« L’impact investing à la sauce africaine : entre storytelling et rigueur des preuves », par Majid Touré de Green Future Africa

« L’impact investing à la sauce africaine : entre storytelling et rigueur des preuves », par Majid Touré de Green Future Africa

L’impact investing à la sauce africaine : entre storytelling et rigueur des preuves

Au croisement du capital-risque et de l’économie à impact, l’investissement à impact (ou impact investing) s’impose depuis une décennie comme une réponse ambitieuse aux défis du développement durable. Sur le continent africain, où les besoins de financement sont colossaux, cette approche attire autant qu’elle interroge. Entre récits inspirants et nécessité de résultats concrets, l’impact investing « à la sauce africaine » est en pleine mutation.

Définir l’impact dans un contexte africain
L’investissement à impact vise à générer intentionnellement un impact social et/ou environnemental positif, mesurable, parallèlement à un rendement financier. Dans le contexte africain, cela peut se traduire par :
* La création d’emplois pour des jeunes ruraux
* L’accès à l’eau, à l’énergie ou à la santé
* La régénération des terres ou la décarbonation des villes
* L’inclusion des femmes dans la chaîne de valeur agricole

Cependant, la réalité des PME africaines impose des adaptations : résilience, informalité, lenteur d’accès au marché et dépendance au cash-flow complexifient la mise en œuvre de modèles de preuve standardisés.

Le règne du storytelling : opportunité ou limite ?
Les investisseurs d’impact sont friands d’histoires inspirantes, et les entrepreneurs africains en ont à revendre.
* Une agripreneure transformant les déchets d’ananas en engrais bio ;
* Un jeune incubateur formant des artisans solaires dans les zones hors-réseau ;
* Une coopérative féminine relançant une filière oubliée…

Mais ce storytelling aussi authentique soit-il ne suffit plus.
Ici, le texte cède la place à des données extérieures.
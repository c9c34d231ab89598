//! Hilbert transform and frequency shifting UGens.

use crate::synthdef::{fixed, ugen};

ugen! {
    /// Single-sideband frequency shifter.
    FreqShift[ar] {
        source: required,
        frequency: 0.0,
        phase: 0.0,
    }
}

ugen! {
    /// Hilbert transform: outputs the signal and its 90-degree shift.
    Hilbert[ar](outputs: fixed(2)) {
        source: required,
    }
}
//! Demand-rate UGens.

use crate::synthdef::ugen;

ugen! {
    /// Demand-rate brownian walk.
    Dbrown[dr] {
        minimum: 0.0,
        maximum: 1.0,
        step: 0.01,
        length: (f32::INFINITY),
    }
}

ugen! {
    /// Demand-rate buffer reader.
    Dbufrd[dr] {
        buffer_id: 0,
        phase: 0,
        looping: 1,
    }
}

ugen! {
    /// Demand-rate buffer writer.
    Dbufwr[dr] {
        source: 0.0,
        buffer_id: 0.0,
        phase: 0.0,
        looping: 1.0,
    }
}

ugen! {
    /// Envelope generator driven by demand-rate streams.
    DemandEnvGen[ar, kr] {
        level: required,
        duration: required,
        shape: 1,
        curve: 0,
        gate: 1,
        reset: 1,
        level_scale: 1,
        level_bias: 0,
        time_scale: 1,
        done_action: 0,
    }
}

ugen! {
    /// Demand-rate geometric series.
    Dgeom[dr] {
        start: 1,
        grow: 2,
        length: (f32::INFINITY),
    }
}

ugen! {
    /// Demand-rate integer brownian walk.
    Dibrown[dr] {
        minimum: 0,
        maximum: 12,
        step: 1,
        length: (f32::INFINITY),
    }
}

ugen! {
    /// Demand-rate integer white noise.
    Diwhite[dr] {
        minimum: 0,
        maximum: 1,
        length: (f32::INFINITY),
    }
}

ugen! {
    /// Random selection from a sequence, with replacement.
    Drand[dr] {
        repeats: 1,
        sequence: unexpanded,
    }
}

ugen! {
    /// Reset a demand-rate stream.
    Dreset[dr] {
        source: required,
        reset: 0,
    }
}

ugen! {
    /// Sequential reading of a value list.
    Dseq[dr] {
        repeats: 1,
        sequence: unexpanded,
    }
}

ugen! {
    /// Like `Dseq`, but `repeats` counts single values instead of passes.
    Dser[dr] {
        repeats: 1,
        sequence: unexpanded,
    }
}

ugen! {
    /// Demand-rate arithmetic series.
    Dseries[dr] {
        length: (f32::INFINITY),
        start: 1,
        step: 1,
    }
}

ugen! {
    /// Shuffled reading of a value list.
    Dshuf[dr] {
        repeats: 1,
        sequence: unexpanded,
    }
}

ugen! {
    /// Repeat each demanded value `n` times.
    Dstutter[dr] {
        n: 2,
        source: required,
    }
}

ugen! {
    /// Switch between demand streams, completing each.
    Dswitch[dr] {
        index: required,
        sequence: unexpanded,
    }
}

ugen! {
    /// Switch between demand streams one value at a time.
    Dswitch1[dr] {
        index: required,
        sequence: unexpanded,
    }
}

ugen! {
    /// Return unique values from a demand stream.
    Dunique[dr] {
        source: required,
        max_buffer_size: 1024,
        protected: 1,
    }
}

ugen! {
    /// Demand values from streams on a timed schedule.
    Duty[ar, kr] {
        duration: 1.0,
        reset: 0.0,
        level: 1.0,
        done_action: 0.0,
    }
}

ugen! {
    /// Demand-rate white noise.
    Dwhite[dr] {
        minimum: 0.0,
        maximum: 0.0,
        length: (f32::INFINITY),
    }
}

ugen! {
    /// Random selection without immediate repetition.
    Dxrand[dr] {
        repeats: 1,
        sequence: unexpanded,
    }
}

#[cfg(test)]
mod tests {
    use crate::enums::CalculationRate;
    use crate::synthdef::SynthDefBuilder;
    use crate::ugens::{Dseq, Duty, Out, SinOsc};

    #[test]
    fn demand_streams_run_at_demand_rate() {
        let builder = SynthDefBuilder::new();
        let sequence = Dseq::new([440.0, 550.0, 660.0]).repeats(2).dr();
        assert_eq!(sequence.calculation_rate(), CalculationRate::Demand);
        let frequency = Duty::new().duration(0.5).level(sequence).kr();
        Out::new(SinOsc::new().frequency(frequency).ar()).ar();
        let synthdef = builder.build("dseq").unwrap();
        let names: Vec<&str> = synthdef.ugens().iter().map(|u| u.name()).collect();
        assert!(names.contains(&"Dseq"));
        assert!(names.contains(&"Duty"));
    }

    #[test]
    fn sequence_values_splat_into_inputs() {
        let builder = SynthDefBuilder::new();
        let sequence = Dseq::new([1.0, 2.0, 3.0, 4.0]).dr();
        let sig = Duty::new().duration(0.25).level(sequence).ar();
        Out::new(sig).ar();
        let synthdef = builder.build("splat").unwrap();
        let dseq = synthdef
            .ugens()
            .iter()
            .find(|u| u.name() == "Dseq")
            .unwrap();
        // repeats plus four sequence slots
        assert_eq!(dseq.inputs().len(), 5);
    }
}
Les investisseurs institutionnels et family offices réclament désormais :
* Des indicateurs clairs et comparables d’impact
* Des outils de suivi rigoureux (ex. : IRIS+, SDG Impact, GIIRS)
* Des preuves tangibles de scalabilité et de pérennité

Tendance actuelle : la fin de la narration émotionnelle non quantifiée, au profit de modèles hybrides mêlant récit, preuve, et pilotage stratégique.

La rigueur des preuves : un impératif pour grandir
De plus en plus, les fonds à impact exigent :
* Un théorie du changement solide, articulée autour des ODD
* Des tableaux de bord d’impact intégrés à la gestion stratégique
* Des systèmes de Suivi-Évaluation (S&E) digitalisés ou externalisés
* Une capacité à produire des rapports ESG trimestriels ou annuels

Mais beaucoup de PME africaines sont peu ou pas outillées. La conséquence ?
* Faible accès aux fonds patient (> 250 000 $)
* Difficulté à franchir la « vallée de la mort » entre pilote et industrialisation
* Risque d’être exclues des marchés de la finance responsable émergente

Des modèles africains hybrides émergent
Face à cette tension entre narration locale et exigence internationale, de nouvelles approches apparaissent :
* Des incubateurs comme Janngo Capital, Impact Hub Dakar ou Seedstars Africa Ventures accompagnent les start-ups dans la structuration de leur impact dès la phase de pré-amorçage.
* Des plateformes comme GIIN Africa Initiative, Roots of Impact, ou ACFIM diffusent des outils contextualisés de mesure.
* Des dispositifs innovants comme les Social Impact Incentives (SIINC) ou le results-based finance combinent storytelling, résultats vérifiables et financement public-privé.

Que faire pour renforcer l’impact investing africain ?
Pour passer à l’échelle, trois leviers sont prioritaires :
* Former les entrepreneurs à la gestion de l’impact au même titre que la finance ou le marketing
* Adapter les outils de reporting ESG et d’évaluation au contexte local (ex. scorecards simplifiés, narratifs de proximité)
* Mobiliser les fonds publics, philanthropiques et climat pour dé-risquer l’investissement privé (blended finance, garanties, subventions de structuration)

Faire converger sens et rigueur
L’Afrique regorge de projets à impact puissants, portés par des femmes et des hommes engagés, souvent dans des conditions extrêmes. L’enjeu n’est pas de leur imposer une standardisation aveugle, mais de leur donner les moyens de démontrer l’impact qu’ils produisent déjà.

L’impact investing « à la sauce africaine » devra rester ancré dans la réalité du terrain tout en répondant aux standards globaux. C’est à cette condition que le capital patient deviendra un levier de transformation systémique et non une opportunité perdue.